# [Problem to solve]
Transcribe every record beneath, precisely as written.

[Stored items from a collection]
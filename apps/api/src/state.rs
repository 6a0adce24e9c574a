use crate::config::Config;
use crate::resources::ResourceStore;

/// Shared application state injected into all route handlers via Axum extractors.
#[derive(Clone)]
pub struct AppState {
    /// Explicitly constructed at startup; owns the catalog and blob store handles.
    pub store: ResourceStore,
    pub config: Config,
}
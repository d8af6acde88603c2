#![allow(dead_code)]

use mealbook_recipe::ingredient::{self, CreateIngredientInput};
use mealbook_shared::{
    State,
    recipe::{IngredientCategory, Nutrition, Unit},
};
use sqlx::{SqlitePool, sqlite::SqliteConnectOptions};
use sqlx_migrator::{Migrate, Plan};
use std::{path::PathBuf, str::FromStr};

pub async fn setup_test_state(path: PathBuf) -> anyhow::Result<State> {
    let opts = SqliteConnectOptions::from_str(&format!("sqlite:{}", path.to_str().unwrap()))?
        .create_if_missing(true);
    let pool = SqlitePool::connect_with(opts).await?;
    let mut conn = pool.acquire().await?;
    mealbook_db::migrator()?
        .run(&mut conn, &Plan::apply_all())
        .await?;

    Ok(State::single(pool))
}

pub async fn create_ingredient(
    state: &State,
    name: &str,
    unit: Unit,
    calories: f64,
) -> anyhow::Result<String> {
    let id = ingredient::Command::new(state.clone())
        .create(CreateIngredientInput {
            name: name.to_owned(),
            unit,
            category: IngredientCategory::Grocery,
            nutrition: Nutrition {
                calories,
                ..Default::default()
            },
        })
        .await?;

    Ok(id)
}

# [Written response]
filename apps/api/src/state.rs
repository 6a0adce24e9c574a
use crate::config::Config;
use crate::resources::ResourceStore;

/// Shared application state injected into all route handlers via Axum extractors.
#[derive(Clone)]
pub struct AppState {
    /// Explicitly constructed at startup; owns the catalog and blob store handles.
    pub store: ResourceStore,
    pub config: Config,
}
repository d8af6acde88603c2
#![allow(dead_code)]

use mealbook_recipe::ingredient::{self, CreateIngredientInput};
use mealbook_shared::{
    State,
    recipe::{IngredientCategory, Nutrition, Unit},
};
use sqlx::{SqlitePool, sqlite::SqliteConnectOptions};
use sqlx_migrator::{Migrate, Plan};
use std::{path::PathBuf, str::FromStr};

pub async fn setup_test_state(path: PathBuf) -> anyhow::Result<State> {
    let opts = SqliteConnectOptions::from_str(&format!("sqlite:{}", path.to_str().unwrap()))?
        .create_if_missing(true);
    let pool = SqlitePool::connect_with(opts).await?;
    let mut conn = pool.acquire().await?;
    mealbook_db::migrator()?
        .run(&mut conn, &Plan::apply_all())
        .await?;

    Ok(State::single(pool))
}

pub async fn create_ingredient(
    state: &State,
    name: &str,
    unit: Unit,
    calories: f64,
) -> anyhow::Result<String> {
    let id = ingredient::Command::new(state.clone())
        .create(CreateIngredientInput {
            name: name.to_owned(),
            unit,
            category: IngredientCategory::Grocery,
            nutrition: Nutrition {
                calories,
                ..Default::default()
            },
        })
        .await?;

    Ok(id)
}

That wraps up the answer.